***** GIVEN DATA

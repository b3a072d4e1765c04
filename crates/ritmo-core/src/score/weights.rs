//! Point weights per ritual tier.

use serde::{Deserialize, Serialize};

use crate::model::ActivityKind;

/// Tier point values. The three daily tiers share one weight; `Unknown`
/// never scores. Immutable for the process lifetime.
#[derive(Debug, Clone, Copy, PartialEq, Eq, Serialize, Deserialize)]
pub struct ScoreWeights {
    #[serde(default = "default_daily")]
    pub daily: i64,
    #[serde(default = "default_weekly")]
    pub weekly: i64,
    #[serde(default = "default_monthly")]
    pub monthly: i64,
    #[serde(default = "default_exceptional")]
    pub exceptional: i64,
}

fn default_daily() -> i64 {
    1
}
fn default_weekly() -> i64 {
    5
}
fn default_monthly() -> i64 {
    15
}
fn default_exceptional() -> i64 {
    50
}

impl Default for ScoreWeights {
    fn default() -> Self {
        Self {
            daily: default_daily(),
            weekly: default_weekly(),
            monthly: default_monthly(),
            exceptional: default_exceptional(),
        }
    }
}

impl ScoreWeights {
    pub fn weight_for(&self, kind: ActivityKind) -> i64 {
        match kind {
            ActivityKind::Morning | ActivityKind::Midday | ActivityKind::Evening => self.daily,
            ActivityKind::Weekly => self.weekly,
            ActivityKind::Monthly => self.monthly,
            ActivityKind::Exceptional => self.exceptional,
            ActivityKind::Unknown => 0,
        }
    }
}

**********

TRY IT
Line by line, retype all the entries exactly as they are shown.

ANSWER TO THIS PROBLEM
repository b3a072d4e1765c04
filename crates/ritmo-core/src/score/weights.rs
//! Point weights per ritual tier.

use serde::{Deserialize, Serialize};

use crate::model::ActivityKind;

/// Tier point values. The three daily tiers share one weight; `Unknown`
/// never scores. Immutable for the process lifetime.
#[derive(Debug, Clone, Copy, PartialEq, Eq, Serialize, Deserialize)]
pub struct ScoreWeights {
    #[serde(default = "default_daily")]
    pub daily: i64,
    #[serde(default = "default_weekly")]
    pub weekly: i64,
    #[serde(default = "default_monthly")]
    pub monthly: i64,
    #[serde(default = "default_exceptional")]
    pub exceptional: i64,
}

fn default_daily() -> i64 {
    1
}
fn default_weekly() -> i64 {
    5
}
fn default_monthly() -> i64 {
    15
}
fn default_exceptional() -> i64 {
    50
}

impl Default for ScoreWeights {
    fn default() -> Self {
        Self {
            daily: default_daily(),
            weekly: default_weekly(),
            monthly: default_monthly(),
            exceptional: default_exceptional(),
        }
    }
}

impl ScoreWeights {
    pub fn weight_for(&self, kind: ActivityKind) -> i64 {
        match kind {
            ActivityKind::Morning | ActivityKind::Midday | ActivityKind::Evening => self.daily,
            ActivityKind::Weekly => self.weekly,
            ActivityKind::Monthly => self.monthly,
            ActivityKind::Exceptional => self.exceptional,
            ActivityKind::Unknown => 0,
        }
    }
}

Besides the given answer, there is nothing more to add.